Thank you for that. I'm thinking of a separate account - he doesn't like the idea, but since he is always doing what he wants I'm going to do what I want and that is my own account. Then he can spend his money as he wants - whatever. Yes - I will never know what the future holds but perhaps there is some happiness there.
_Posted via Mobile Device_


----------



## alte Dame (Aug 7, 2012)

Your husband has you apologizing to him for his cheating.

He is lying to you. The story about what he did with the OW doesn't pass even the most basic smell test.

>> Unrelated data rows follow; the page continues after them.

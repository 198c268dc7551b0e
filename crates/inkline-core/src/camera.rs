//! Camera module for the pan/zoom view transform.

use kurbo::{Point, Vec2};
use serde::{Deserialize, Serialize};

/// Camera state defining the canvas-to-screen transform.
///
/// `point` is the pan offset in canvas units; `zoom` is the scale factor.
/// The transform pair is `screen_to_canvas(p) = p / zoom - point` and
/// `canvas_to_screen(p) = (p + point) * zoom`. Zoom bounds are a policy of
/// the embedding UI, not of the transform.
#[derive(Debug, Clone, PartialEq, Serialize, Deserialize)]
pub struct Camera {
    /// Pan offset in canvas units.
    pub point: Vec2,
    /// Zoom factor, always positive.
    pub zoom: f64,
}

impl Default for Camera {
    fn default() -> Self {
        Self {
            point: Vec2::ZERO,
            zoom: 1.0,
        }
    }
}

impl Camera {
    /// Convert a screen point to canvas coordinates.
    pub fn screen_to_canvas(&self, point: Point) -> Point {
        Point::new(point.x / self.zoom - self.point.x, point.y / self.zoom - self.point.y)
    }

    /// Convert a canvas point to screen coordinates.
    pub fn canvas_to_screen(&self, point: Point) -> Point {
        Point::new(
            (point.x + self.point.x) * self.zoom,
            (point.y + self.point.y) * self.zoom,
        )
    }

    /// Pan the camera by a delta in canvas units.
    ///
    /// Wheel semantics: a positive delta scrolls content up/left, so the
    /// offset decreases.
    pub fn pan(&mut self, delta: Vec2) {
        self.point -= delta;
    }

    /// Change zoom, keeping the canvas point under `center` (a screen point)
    /// stationary. Non-positive zoom requests are ignored.
    pub fn zoom_to(&mut self, center: Point, next_zoom: f64) {
        if next_zoom <= 0.0 {
            return;
        }
        let anchor = self.screen_to_canvas(center);
        self.zoom = next_zoom;
        // Re-solve the pan offset so `anchor` maps back to `center`
        self.point = Vec2::new(center.x / self.zoom - anchor.x, center.y / self.zoom - anchor.y);
    }
}
//! Tools and sessions: the two-level gesture state machine.
//!
//! A tool is the stateless idle handler for a gesture start; a session is an
//! in-progress gesture holding transient state until it completes. Both speak
//! the same [`Callbacks`] vocabulary, and the state manager routes every
//! event to the active session before consulting the tool.

mod create;
mod free_draw;
mod select;

pub use create::{LineTool, MeasureLineTool, RectTool, TextTool};
pub use free_draw::{FreeDrawSession, FreeDrawTool};
pub use select::{HandleSession, SelectTool, TranslateSession};

use crate::inputs::{KeyboardInfo, PointerInfo};
use crate::shapes::HandleKey;
use crate::state_manager::StateManager;

/// The registered tools.
#[derive(Debug, Clone, Copy, PartialEq, Eq, Default)]
pub enum ToolType {
    #[default]
    Select,
    Rect,
    Line,
    MeasureLine,
    FreeDraw,
    Text,
}

/// Named event callbacks shared by tools and sessions.
///
/// Every method returns whether the event was claimed; a claimed event is
/// not routed to any further handler. All defaults are no-ops: the idle
/// behavior every tool shares (delete-selected, camera pan/zoom) is a
/// dispatch fallback for unclaimed events, applied only while no session
/// is running.
#[allow(unused_variables)]
pub trait Callbacks {
    fn on_pointer_down(&mut self, sm: &mut StateManager, info: &PointerInfo) -> bool {
        false
    }

    fn on_pointer_move(&mut self, sm: &mut StateManager, info: &PointerInfo) -> bool {
        false
    }

    fn on_pointer_up(&mut self, sm: &mut StateManager, info: &PointerInfo) -> bool {
        false
    }

    fn on_point_canvas(&mut self, sm: &mut StateManager, info: &PointerInfo) -> bool {
        false
    }

    fn on_double_click_canvas(&mut self, sm: &mut StateManager, info: &PointerInfo) -> bool {
        false
    }

    fn on_point_shape(&mut self, sm: &mut StateManager, id: &str, info: &PointerInfo) -> bool {
        false
    }

    fn on_double_click_shape(&mut self, sm: &mut StateManager, id: &str, info: &PointerInfo) -> bool {
        false
    }

    fn on_point_bounds(&mut self, sm: &mut StateManager, info: &PointerInfo) -> bool {
        false
    }

    fn on_point_handle(&mut self, sm: &mut StateManager, key: HandleKey, info: &PointerInfo) -> bool {
        false
    }

    fn on_pan(&mut self, sm: &mut StateManager, info: &PointerInfo) -> bool {
        false
    }

    fn on_zoom(&mut self, sm: &mut StateManager, info: &PointerInfo) -> bool {
        false
    }

    fn on_key_down(&mut self, sm: &mut StateManager, info: &KeyboardInfo) -> bool {
        false
    }

    fn on_key_up(&mut self, sm: &mut StateManager, info: &KeyboardInfo) -> bool {
        false
    }
}

/// A fresh handler for a tool. Tools are stateless between gestures, so one
/// is built per dispatch.
pub(crate) fn tool_handler(tool: ToolType) -> Box<dyn Callbacks> {
    match tool {
        ToolType::Select => Box::new(SelectTool),
        ToolType::Rect => Box::new(RectTool),
        ToolType::Line => Box::new(LineTool),
        ToolType::MeasureLine => Box::new(MeasureLineTool),
        ToolType::FreeDraw => Box::new(FreeDrawTool),
        ToolType::Text => Box::new(TextTool),
    }
}

/// Shared key handling: Delete/Backspace removes the selected shape.
pub fn handle_base_keys(sm: &mut StateManager, info: &KeyboardInfo) -> bool {
    match info.key.as_str() {
        "Delete" | "Backspace" => {
            sm.delete_selected();
            true
        }
        _ => false,
    }
}

/// Translate the camera by a screen-space delta scaled by inverse zoom.
pub fn pan_camera(sm: &mut StateManager, info: &PointerInfo) {
    let zoom = sm.page_state().camera.zoom;
    sm.page_state_mut().pan(info.delta / zoom);
}

/// Adjust zoom anchored at the screen point under the cursor. The wheel
/// delta's vertical component maps to a relative zoom change.
pub fn zoom_camera(sm: &mut StateManager, info: &PointerInfo) {
    let zoom = sm.page_state().camera.zoom;
    let next_zoom = zoom - (info.delta.y / 100.0) * zoom;
    sm.page_state_mut().zoom_to(info.point, next_zoom);
}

And he won't stop the affair. If you want to keep your sanity and self-respect, you should confront him and tell him it's you or her and mean what you say.


----------



## Silverlining (Jan 15, 2012)

Please contact her boyfriend immediately!! I'd bet money he has no clue about any of this. Its extremely important not to tell your husband you are going to do this. They can try to gaslight him before you get a chance to expose her infidelity.


----------



## carmen ohio (Sep 24, 2012)

pegasus said:


> This is not the 1st time. I told him to choose. He chose to stay and end the affair. Told me it was only an emotional affair - as if that is any consolation - they kissed and touched. Needless - he ended it but they are still friends - working together and he says not seeing each other regularly. I don't bbelieve a word he says - still have to work on that. *Now my problem is I cannot get all this that has happened and her out of my head* - I'm constantly thinking of her - and I'll even say something negative about her (this is in private). All of this happened 6 months ago - husband says I should get over her. I said not as long as they are still friend and not one of us will budge on that. My heart was broken and sometimes still hurt and lots angry. I hate that she came and ruined my life - now I have to struggle with this and she is in a relationship possibly marrying soon. My husband said that should put me at ease - I said what? Marriage did not matter at the time. This has changed my personality. He is a dominant person - I no longer keep quiet - I say what I want and put myself first before him. He says he misses the old me - get a life - he caused this. He did apologoze and said he said it once and is not going to say it over again. Our marriage were lacking but we were not unhappy at all. How could you do something like this to the one you love - what is love then - he says it just happened - he did not ask for it. *Help I need to get over it - I need to forgive her for myself.*
> _Posted via Mobile Device_


Dear pegasus,

The advice you've received so far is sound. You WH (wayward husband) needs to stop seeing or having any contact with the OW (other woman) for there to be any chance of fixing your marriage. As long as he is in contact with her, the relationship continues, if not physically then at least emotionally, and that will prevent him from doing what he needs to do to regain your trust and respect.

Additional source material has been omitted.